8. “Aggravation” means an acceleration or exacerbation of a pre-existing condition caused by some intervening event or events. WC Rule 2.1110. “Recurrence” means the return of symptoms following a temporary remission. Rule 2.1312.; see also Pacher v. FairdaleFarms 166 Vt. 626, 629 (1997) (mem).
9. Facts this Department examines to determine if an aggravation occurred, with the greatest weight being given the final factor, are whether: 1) a subsequent incident or work condition destabilized a previously stable condition; 2) the claimant had stopped treating medically; 3) claimant had successfully returned to work; 4) claimant had reached an end medical result; and 5) the subsequent work contributed independently to the final disability. Trask v. Richburg Builders, Opinion No. 51-98WC (1998).

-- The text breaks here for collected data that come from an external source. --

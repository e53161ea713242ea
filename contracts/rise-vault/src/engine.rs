//! Leveraged token engine.
//!
//! Every RISE token borrows from the vault under its own address. Minting
//! matches each unit of deposited collateral with a unit bought on borrowed
//! underlying, so a fresh position starts at roughly 2x. Rebalancing walks the
//! leverage ratio back into `[min_leverage_ratio, max_leverage_ratio]` in
//! steps capped by `max_rebalance_value`.

use rise_math::{checked_add, checked_mul, checked_sub, mul_div_floor, mul_fixed, pow10};
use soroban_sdk::{token, Address, Env, IntoVal, Vec};

use crate::constants::{ONE, REBALANCE_INTERVAL, RISE_TOKEN_DECIMALS};
use crate::errors::Error;
use crate::events::*;
use crate::helpers::*;
use crate::ledger;
use crate::storage::*;

/// Snapshot of a RISE token's balance sheet at the oracle price.
pub(crate) struct Position {
    pub price: u128,
    /// Collateral backing the shares, pending fees excluded.
    pub collateral: u128,
    pub value: u128,
    pub debt: u128,
    pub supply: u128,
}

impl Position {
    fn equity(&self) -> Result<u128, Error> {
        if self.value <= self.debt {
            return Err(Error::NavCollapsed);
        }
        Ok(self.value - self.debt)
    }
}

pub(crate) fn validate_params(params: &RiseTokenParams) -> Result<(), Error> {
    if params.min_leverage_ratio <= ONE || params.max_leverage_ratio <= params.min_leverage_ratio {
        return Err(Error::InvalidParameter);
    }
    if params.fee > ONE || params.max_slippage > ONE {
        return Err(Error::InvalidParameter);
    }
    if params.rebalancing_step == 0 || params.rebalancing_step > ONE {
        return Err(Error::InvalidParameter);
    }
    if params.max_rebalance_value == 0 {
        return Err(Error::InvalidParameter);
    }
    Ok(())
}

pub(crate) fn create(env: &Env, underlying: &Address, config: RiseTokenConfig) -> Result<(), Error> {
    if has_rise_token(env, &config.token) {
        return Err(Error::RiseTokenAlreadyExists);
    }
    validate_params(&config.params)?;
    if config.initial_price == 0 || config.collateral == *underlying {
        return Err(Error::InvalidParameter);
    }
    if config.is_native != (config.collateral == read_native_asset(env)?) {
        return Err(Error::InvalidParameter);
    }
    if RiseShareClient::new(env, &config.token).decimals() != RISE_TOKEN_DECIMALS {
        return Err(Error::InvalidParameter);
    }
    let collateral_decimals = token::Client::new(env, &config.collateral).decimals();
    pow10(collateral_decimals)?;

    let metadata = RiseTokenMetadata {
        is_native: config.is_native,
        token: config.token.clone(),
        collateral: config.collateral.clone(),
        oracle: config.oracle,
        swap: config.swap,
        collateral_decimals,
        initial_price: config.initial_price,
        params: config.params,
        total_collateral: 0,
        total_pending_fees: 0,
        last_rebalance_timestamp: 0,
        partial_rebalance: false,
    };
    write_rise_token(env, &metadata);

    RiseTokenCreated {
        token: config.token,
        collateral: config.collateral,
        is_native: config.is_native,
        initial_price: config.initial_price,
    }
    .publish(env);
    Ok(())
}

pub(crate) fn read_price(env: &Env, oracle: &Address) -> Result<u128, Error> {
    let price: u128 = try_call_contract(env, oracle, "get_price", Vec::new(env))
        .map_err(|_| Error::InvalidPrice)?;
    if price == 0 {
        return Err(Error::InvalidPrice);
    }
    Ok(price)
}

/// Underlying value of `amount` collateral at `price`.
fn collateral_value(
    env: &Env,
    metadata: &RiseTokenMetadata,
    amount: u128,
    price: u128,
) -> Result<u128, Error> {
    Ok(mul_div_floor(
        env,
        amount,
        price,
        pow10(metadata.collateral_decimals)?,
    )?)
}

/// Collateral worth `value` underlying at `price`.
fn collateral_for_value(
    env: &Env,
    metadata: &RiseTokenMetadata,
    value: u128,
    price: u128,
) -> Result<u128, Error> {
    Ok(mul_div_floor(
        env,
        value,
        pow10(metadata.collateral_decimals)?,
        price,
    )?)
}

pub(crate) fn position(
    env: &Env,
    metadata: &RiseTokenMetadata,
    state: &VaultState,
) -> Result<Position, Error> {
    let price = read_price(env, &metadata.oracle)?;
    let collateral = checked_sub(metadata.total_collateral, metadata.total_pending_fees)?;
    Ok(Position {
        price,
        collateral,
        value: collateral_value(env, metadata, collateral, price)?,
        debt: ledger::debt_of(env, state, &metadata.token)?,
        supply: to_u128(RiseShareClient::new(env, &metadata.token).total_supply())?,
    })
}

/// Net asset value per whole RISE token; the initial price before the first mint.
pub(crate) fn nav(env: &Env, metadata: &RiseTokenMetadata, position: &Position) -> Result<u128, Error> {
    if position.supply == 0 {
        return Ok(metadata.initial_price);
    }
    Ok(mul_div_floor(env, position.equity()?, ONE, position.supply)?)
}

/// Gross collateral value over equity, scaled by 1e18. An empty position reports 1x.
pub(crate) fn leverage_ratio(env: &Env, position: &Position) -> Result<u128, Error> {
    if position.value == 0 && position.debt == 0 {
        return Ok(ONE);
    }
    Ok(mul_div_floor(env, position.value, ONE, position.equity()?)?)
}

/// Buys exactly `amount_out` of `token_out`, spending at most `max_amount_in`
/// of the vault's `token_in`. The router only holds an allowance for the
/// duration of the call.
fn swap_exact_out(
    env: &Env,
    router: &Address,
    token_in: &Address,
    token_out: &Address,
    max_amount_in: u128,
    amount_out: u128,
) -> Result<u128, Error> {
    let vault = env.current_contract_address();
    let asset = token::Client::new(env, token_in);
    let expiration = env.ledger().sequence();
    asset.approve(&vault, router, &to_i128(max_amount_in)?, &expiration);
    let result: Result<u128, CallErrorKind> = try_call_contract(
        env,
        router,
        "swap",
        (
            vault.clone(),
            token_in.clone(),
            token_out.clone(),
            max_amount_in,
            amount_out,
        )
            .into_val(env),
    );
    asset.approve(&vault, router, &0, &expiration);

    let amount_in = result.map_err(|_| Error::SlippageTooHigh)?;
    if amount_in > max_amount_in {
        return Err(Error::SlippageTooHigh);
    }
    Ok(amount_in)
}

pub(crate) fn mint(
    env: &Env,
    token: &Address,
    minter: &Address,
    recipient: &Address,
    amount: u128,
    native: bool,
) -> Result<u128, Error> {
    let underlying = ensure_initialized(env)?;
    minter.require_auth();
    let mut metadata = read_rise_token(env, token)?;
    if metadata.is_native != native {
        return Err(Error::WrongAssetType);
    }
    if amount == 0 {
        return Err(Error::ZeroAmount);
    }
    if token_balance(env, &metadata.collateral, minter)? < amount {
        return Err(Error::InsufficientBalance);
    }

    let mut state = ledger::accrue_interest(env)?;
    let before = position(env, &metadata, &state)?;
    let nav = nav(env, &metadata, &before)?;

    let fee = mul_fixed(env, amount, metadata.params.fee)?;
    let net = checked_sub(amount, fee)?;
    if net == 0 {
        return Err(Error::ZeroAmount);
    }
    let net_value = collateral_value(env, &metadata, net, before.price)?;
    let max_amount_in = with_slippage(env, net_value, metadata.params.max_slippage)?;
    if max_amount_in > ledger::available_cash(env, &underlying, &state)? {
        return Err(Error::InsufficientLiquidity);
    }

    let vault = env.current_contract_address();
    token::Client::new(env, &metadata.collateral).transfer(minter, &vault, &to_i128(amount)?);
    let borrowed = swap_exact_out(
        env,
        &metadata.swap,
        &underlying,
        &metadata.collateral,
        max_amount_in,
        net,
    )?;
    if borrowed > 0 {
        ledger::record_borrow(env, &mut state, token, borrowed)?;
    }
    write_state(env, &state);

    // Deposit plus the matching purchase, minus what the purchase put on the books.
    let gross_value = collateral_value(env, &metadata, checked_mul(net, 2)?, before.price)?;
    let invested = checked_sub(gross_value, borrowed).map_err(|_| Error::SlippageTooHigh)?;
    let shares = mul_div_floor(env, invested, ONE, nav)?;
    if shares == 0 {
        return Err(Error::ZeroAmount);
    }

    metadata.total_collateral = checked_add(metadata.total_collateral, checked_add(amount, net)?)?;
    metadata.total_pending_fees = checked_add(metadata.total_pending_fees, fee)?;
    write_rise_token(env, &metadata);

    RiseShareClient::new(env, token).mint(recipient, &to_i128(shares)?);

    RiseTokenMinted {
        token: token.clone(),
        recipient: recipient.clone(),
        collateral_amount: amount,
        borrowed,
        shares,
        nav,
    }
    .publish(env);
    Ok(shares)
}

pub(crate) fn redeem(
    env: &Env,
    token: &Address,
    redeemer: &Address,
    recipient: &Address,
    shares: u128,
) -> Result<u128, Error> {
    let underlying = ensure_initialized(env)?;
    redeemer.require_auth();
    let mut metadata = read_rise_token(env, token)?;
    if shares == 0 {
        return Err(Error::ZeroAmount);
    }
    let rise = RiseShareClient::new(env, token);
    if to_u128(rise.balance(redeemer))? < shares {
        return Err(Error::InsufficientBalance);
    }

    let mut state = ledger::accrue_interest(env)?;
    let before = position(env, &metadata, &state)?;
    before.equity()?;

    let collateral_share = mul_div_floor(env, before.collateral, shares, before.supply)?;
    let debt_share = mul_div_floor(env, before.debt, shares, before.supply)?;
    rise.burn(redeemer, &to_i128(shares)?);

    let mut sold = 0u128;
    let mut repaid = 0u128;
    if debt_share > 0 {
        let needed = collateral_for_value(env, &metadata, debt_share, before.price)?;
        let max_amount_in =
            with_slippage(env, needed, metadata.params.max_slippage)?.min(collateral_share);
        sold = swap_exact_out(
            env,
            &metadata.swap,
            &metadata.collateral,
            &underlying,
            max_amount_in,
            debt_share,
        )?;
        repaid = ledger::record_repay(env, &mut state, token, debt_share)?;
    }
    write_state(env, &state);

    let remaining = checked_sub(collateral_share, sold)?;
    let fee = mul_fixed(env, remaining, metadata.params.fee)?;
    let collateral_out = checked_sub(remaining, fee)?;

    // The fee stays behind as collateral until it is swept.
    metadata.total_collateral = checked_sub(
        metadata.total_collateral,
        checked_sub(collateral_share, fee)?,
    )?;
    metadata.total_pending_fees = checked_add(metadata.total_pending_fees, fee)?;
    write_rise_token(env, &metadata);

    if collateral_out > 0 {
        token::Client::new(env, &metadata.collateral).transfer(
            &env.current_contract_address(),
            recipient,
            &to_i128(collateral_out)?,
        );
    }

    RiseTokenRedeemed {
        token: token.clone(),
        recipient: recipient.clone(),
        shares,
        collateral_sold: sold,
        repaid,
        collateral_out,
        fee,
    }
    .publish(env);
    Ok(collateral_out)
}

pub(crate) fn rebalance(env: &Env, token: &Address) -> Result<(), Error> {
    let underlying = ensure_initialized(env)?;
    let mut metadata = read_rise_token(env, token)?;
    let mut state = ledger::accrue_interest(env)?;
    let before = position(env, &metadata, &state)?;
    if before.supply == 0 {
        return Err(Error::RebalanceNotNeeded);
    }
    let leverage = leverage_ratio(env, &before)?;
    let params = metadata.params.clone();
    if leverage >= params.min_leverage_ratio && leverage <= params.max_leverage_ratio {
        return Err(Error::RebalanceNotNeeded);
    }

    let now = env.ledger().timestamp();
    let last = metadata.last_rebalance_timestamp;
    if !metadata.partial_rebalance && last != 0 && now < last.saturating_add(REBALANCE_INTERVAL) {
        return Err(Error::RebalanceTooSoon);
    }

    let leverage_up = leverage < params.min_leverage_ratio;
    let step = mul_fixed(env, before.equity()?, params.rebalancing_step)?;
    let partial = step > params.max_rebalance_value;
    let mut step_value = step.min(params.max_rebalance_value);
    if !leverage_up {
        step_value = step_value.min(before.debt);
    }
    let collateral_amount = collateral_for_value(env, &metadata, step_value, before.price)?;
    if step_value == 0 || collateral_amount == 0 {
        return Err(Error::RebalanceNotNeeded);
    }

    let (collateral_moved, debt_change) = if leverage_up {
        // Borrow underlying and add collateral.
        let max_amount_in = with_slippage(env, step_value, params.max_slippage)?;
        if max_amount_in > ledger::available_cash(env, &underlying, &state)? {
            return Err(Error::InsufficientLiquidity);
        }
        let borrowed = swap_exact_out(
            env,
            &metadata.swap,
            &underlying,
            &metadata.collateral,
            max_amount_in,
            collateral_amount,
        )?;
        if borrowed > 0 {
            ledger::record_borrow(env, &mut state, token, borrowed)?;
        }
        metadata.total_collateral = checked_add(metadata.total_collateral, collateral_amount)?;
        (collateral_amount, borrowed)
    } else {
        // Sell collateral and pay down debt.
        let max_amount_in =
            with_slippage(env, collateral_amount, params.max_slippage)?.min(before.collateral);
        let sold = swap_exact_out(
            env,
            &metadata.swap,
            &metadata.collateral,
            &underlying,
            max_amount_in,
            step_value,
        )?;
        let repaid = ledger::record_repay(env, &mut state, token, step_value)?;
        metadata.total_collateral = checked_sub(metadata.total_collateral, sold)?;
        (sold, repaid)
    };
    write_state(env, &state);

    metadata.last_rebalance_timestamp = now;
    metadata.partial_rebalance = partial;
    write_rise_token(env, &metadata);

    Rebalanced {
        token: token.clone(),
        leverage_up,
        leverage_before: leverage,
        collateral_amount: collateral_moved,
        debt_change,
        partial,
    }
    .publish(env);
    Ok(())
}

/// Sends the collateral fees accumulated by `token` to the fee receiver.
pub(crate) fn collect_fees(env: &Env, token: &Address) -> Result<u128, Error> {
    ensure_initialized(env)?;
    let mut metadata = read_rise_token(env, token)?;
    let amount = metadata.total_pending_fees;
    if amount == 0 {
        return Ok(0);
    }
    let receiver = read_fee_receiver(env)?;
    metadata.total_collateral = checked_sub(metadata.total_collateral, amount)?;
    metadata.total_pending_fees = 0;
    write_rise_token(env, &metadata);

    token::Client::new(env, &metadata.collateral).transfer(
        &env.current_contract_address(),
        &receiver,
        &to_i128(amount)?,
    );
    RiseTokenFeesCollected {
        token: token.clone(),
        receiver,
        amount,
    }
    .publish(env);
    Ok(amount)
}

pub(crate) fn set_params(env: &Env, token: &Address, params: RiseTokenParams) -> Result<(), Error> {
    let mut metadata = read_rise_token(env, token)?;
    validate_params(&params)?;
    RiseTokenParametersUpdated {
        token: token.clone(),
        fee: params.fee,
        min_leverage_ratio: params.min_leverage_ratio,
        max_leverage_ratio: params.max_leverage_ratio,
        max_rebalance_value: params.max_rebalance_value,
        rebalancing_step: params.rebalancing_step,
        max_slippage: params.max_slippage,
    }
    .publish(env);
    metadata.params = params;
    write_rise_token(env, &metadata);
    Ok(())
}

10. Most factors devolve toward aggravation in this case. Claimant’s stable condition before the 2005 incident was destabilized when he moved from the platform to the ladder at the school and felt excruciating pain. Although he had not stopped treating medically, Claimant had successfully returned to full time, full duty work. Although he had not been placed at medical end result officially before the 2005 incident, his condition had reached a plateau. Finally, the 2005 incident contributed to the Claimant’s final disability as each doctor clearly opined.
11. Therefore, VSBIT is the responsible carrier because Claimant suffered an aggravation under its watch.
Based on the foregoing findings of fact and conclusions of law, VSBIT is ORDERED to adjust this claim, including the payment for the diagnostic work and treatment proposed by Dr. Cody.
Dated at Montpelier, Vermont this 20th day of December 2006.
Patricia Moulton Powden
Within 30 days after copies of this opinion have been mailed, either party may appeal questions of fact or mixed questions of law and fact to a superior court or questions of law to the Vermont Supreme Court. 21 V.S.A. §§ 670, 672.